■ **ABOUT THIS EXERCISE**
Scan the entries below for the string "Uuid" and copy every line where it turns up.

-------- SUPPLIED DATA --------

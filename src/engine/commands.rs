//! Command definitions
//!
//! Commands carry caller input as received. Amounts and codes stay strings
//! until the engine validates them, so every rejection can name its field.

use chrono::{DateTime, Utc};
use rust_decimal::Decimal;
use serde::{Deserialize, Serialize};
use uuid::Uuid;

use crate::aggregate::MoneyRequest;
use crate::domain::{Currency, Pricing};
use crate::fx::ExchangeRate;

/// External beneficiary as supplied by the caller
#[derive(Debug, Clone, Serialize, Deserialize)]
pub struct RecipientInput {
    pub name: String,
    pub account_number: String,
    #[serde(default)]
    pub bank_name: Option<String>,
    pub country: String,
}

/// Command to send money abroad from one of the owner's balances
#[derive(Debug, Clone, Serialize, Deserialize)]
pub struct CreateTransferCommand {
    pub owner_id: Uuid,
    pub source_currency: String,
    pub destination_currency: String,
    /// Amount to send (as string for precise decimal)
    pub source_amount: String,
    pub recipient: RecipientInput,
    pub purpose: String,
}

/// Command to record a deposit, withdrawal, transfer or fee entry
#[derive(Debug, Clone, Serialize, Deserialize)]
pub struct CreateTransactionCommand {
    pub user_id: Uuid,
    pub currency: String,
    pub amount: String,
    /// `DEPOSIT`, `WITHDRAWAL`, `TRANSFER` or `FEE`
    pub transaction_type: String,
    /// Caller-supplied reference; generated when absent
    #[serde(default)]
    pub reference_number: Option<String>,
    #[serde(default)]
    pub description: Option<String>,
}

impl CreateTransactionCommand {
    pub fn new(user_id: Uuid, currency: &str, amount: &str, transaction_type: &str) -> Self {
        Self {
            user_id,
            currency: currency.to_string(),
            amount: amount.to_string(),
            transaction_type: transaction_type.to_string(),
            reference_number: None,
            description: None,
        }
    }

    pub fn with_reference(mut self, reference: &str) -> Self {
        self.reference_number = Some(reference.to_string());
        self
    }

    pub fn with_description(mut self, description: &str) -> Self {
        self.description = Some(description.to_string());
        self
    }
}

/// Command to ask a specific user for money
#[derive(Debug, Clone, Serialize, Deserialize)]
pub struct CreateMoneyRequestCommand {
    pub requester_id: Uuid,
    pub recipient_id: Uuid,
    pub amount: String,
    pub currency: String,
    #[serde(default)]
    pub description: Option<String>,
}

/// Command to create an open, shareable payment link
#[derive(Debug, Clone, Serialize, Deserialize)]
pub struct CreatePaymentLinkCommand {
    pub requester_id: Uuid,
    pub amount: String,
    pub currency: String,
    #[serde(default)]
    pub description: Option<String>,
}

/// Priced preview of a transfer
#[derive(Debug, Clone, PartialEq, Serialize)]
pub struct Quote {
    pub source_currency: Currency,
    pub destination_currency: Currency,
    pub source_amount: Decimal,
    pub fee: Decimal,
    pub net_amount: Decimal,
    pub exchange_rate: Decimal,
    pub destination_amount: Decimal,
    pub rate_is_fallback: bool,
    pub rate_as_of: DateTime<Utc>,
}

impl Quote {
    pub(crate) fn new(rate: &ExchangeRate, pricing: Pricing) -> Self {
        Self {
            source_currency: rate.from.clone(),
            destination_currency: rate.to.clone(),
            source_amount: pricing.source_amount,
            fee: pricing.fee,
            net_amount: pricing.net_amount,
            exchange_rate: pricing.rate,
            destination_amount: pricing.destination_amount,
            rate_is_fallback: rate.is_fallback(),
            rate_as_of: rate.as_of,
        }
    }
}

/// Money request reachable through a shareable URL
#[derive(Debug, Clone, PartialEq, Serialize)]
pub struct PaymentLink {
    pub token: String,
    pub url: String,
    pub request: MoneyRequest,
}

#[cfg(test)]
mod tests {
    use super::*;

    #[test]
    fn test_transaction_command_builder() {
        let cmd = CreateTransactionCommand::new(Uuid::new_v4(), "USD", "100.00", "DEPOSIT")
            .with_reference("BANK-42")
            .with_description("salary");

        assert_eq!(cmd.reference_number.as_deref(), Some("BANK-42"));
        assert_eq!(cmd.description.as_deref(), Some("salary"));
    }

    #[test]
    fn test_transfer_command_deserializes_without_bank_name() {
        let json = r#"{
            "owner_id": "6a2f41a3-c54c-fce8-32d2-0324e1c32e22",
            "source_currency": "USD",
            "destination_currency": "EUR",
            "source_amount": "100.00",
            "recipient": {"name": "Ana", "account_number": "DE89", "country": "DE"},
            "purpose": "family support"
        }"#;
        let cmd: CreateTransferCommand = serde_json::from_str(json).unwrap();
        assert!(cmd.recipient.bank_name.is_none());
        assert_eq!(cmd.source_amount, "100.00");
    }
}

--------
-------- SUPPLIED DATA --------

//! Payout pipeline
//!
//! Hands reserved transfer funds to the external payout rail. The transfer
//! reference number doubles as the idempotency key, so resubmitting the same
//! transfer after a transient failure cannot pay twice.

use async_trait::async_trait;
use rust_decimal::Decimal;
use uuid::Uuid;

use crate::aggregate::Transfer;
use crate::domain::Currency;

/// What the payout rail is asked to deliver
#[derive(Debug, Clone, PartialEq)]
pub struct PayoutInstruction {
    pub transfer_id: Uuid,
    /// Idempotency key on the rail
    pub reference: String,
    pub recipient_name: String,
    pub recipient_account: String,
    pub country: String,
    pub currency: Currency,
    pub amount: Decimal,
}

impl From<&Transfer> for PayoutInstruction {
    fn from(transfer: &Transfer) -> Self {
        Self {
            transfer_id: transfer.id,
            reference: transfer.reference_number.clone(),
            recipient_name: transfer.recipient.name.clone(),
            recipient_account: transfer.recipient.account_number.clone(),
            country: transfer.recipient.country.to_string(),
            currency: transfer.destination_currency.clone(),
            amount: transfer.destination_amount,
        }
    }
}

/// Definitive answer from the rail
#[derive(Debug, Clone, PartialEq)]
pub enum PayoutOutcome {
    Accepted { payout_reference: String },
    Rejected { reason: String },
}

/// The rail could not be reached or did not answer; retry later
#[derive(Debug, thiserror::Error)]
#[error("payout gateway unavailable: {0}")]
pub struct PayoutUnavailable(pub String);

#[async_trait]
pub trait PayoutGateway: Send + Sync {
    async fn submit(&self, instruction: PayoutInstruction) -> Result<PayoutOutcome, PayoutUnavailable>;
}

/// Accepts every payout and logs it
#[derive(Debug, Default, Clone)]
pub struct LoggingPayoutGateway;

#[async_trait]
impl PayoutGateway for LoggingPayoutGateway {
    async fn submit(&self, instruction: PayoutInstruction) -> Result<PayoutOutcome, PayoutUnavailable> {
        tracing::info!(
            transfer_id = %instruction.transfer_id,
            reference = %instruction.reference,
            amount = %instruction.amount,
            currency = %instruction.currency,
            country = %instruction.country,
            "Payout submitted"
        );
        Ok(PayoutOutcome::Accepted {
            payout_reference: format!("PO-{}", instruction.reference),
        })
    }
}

--------

■ **SOLUTION TO THIS PROBLEM**
use uuid::Uuid;
    pub owner_id: Uuid,
    pub user_id: Uuid,
    pub fn new(user_id: Uuid, currency: &str, amount: &str, transaction_type: &str) -> Self {
    pub requester_id: Uuid,
    pub recipient_id: Uuid,
    pub requester_id: Uuid,
        let cmd = CreateTransactionCommand::new(Uuid::new_v4(), "USD", "100.00", "DEPOSIT")
use uuid::Uuid;
    pub transfer_id: Uuid,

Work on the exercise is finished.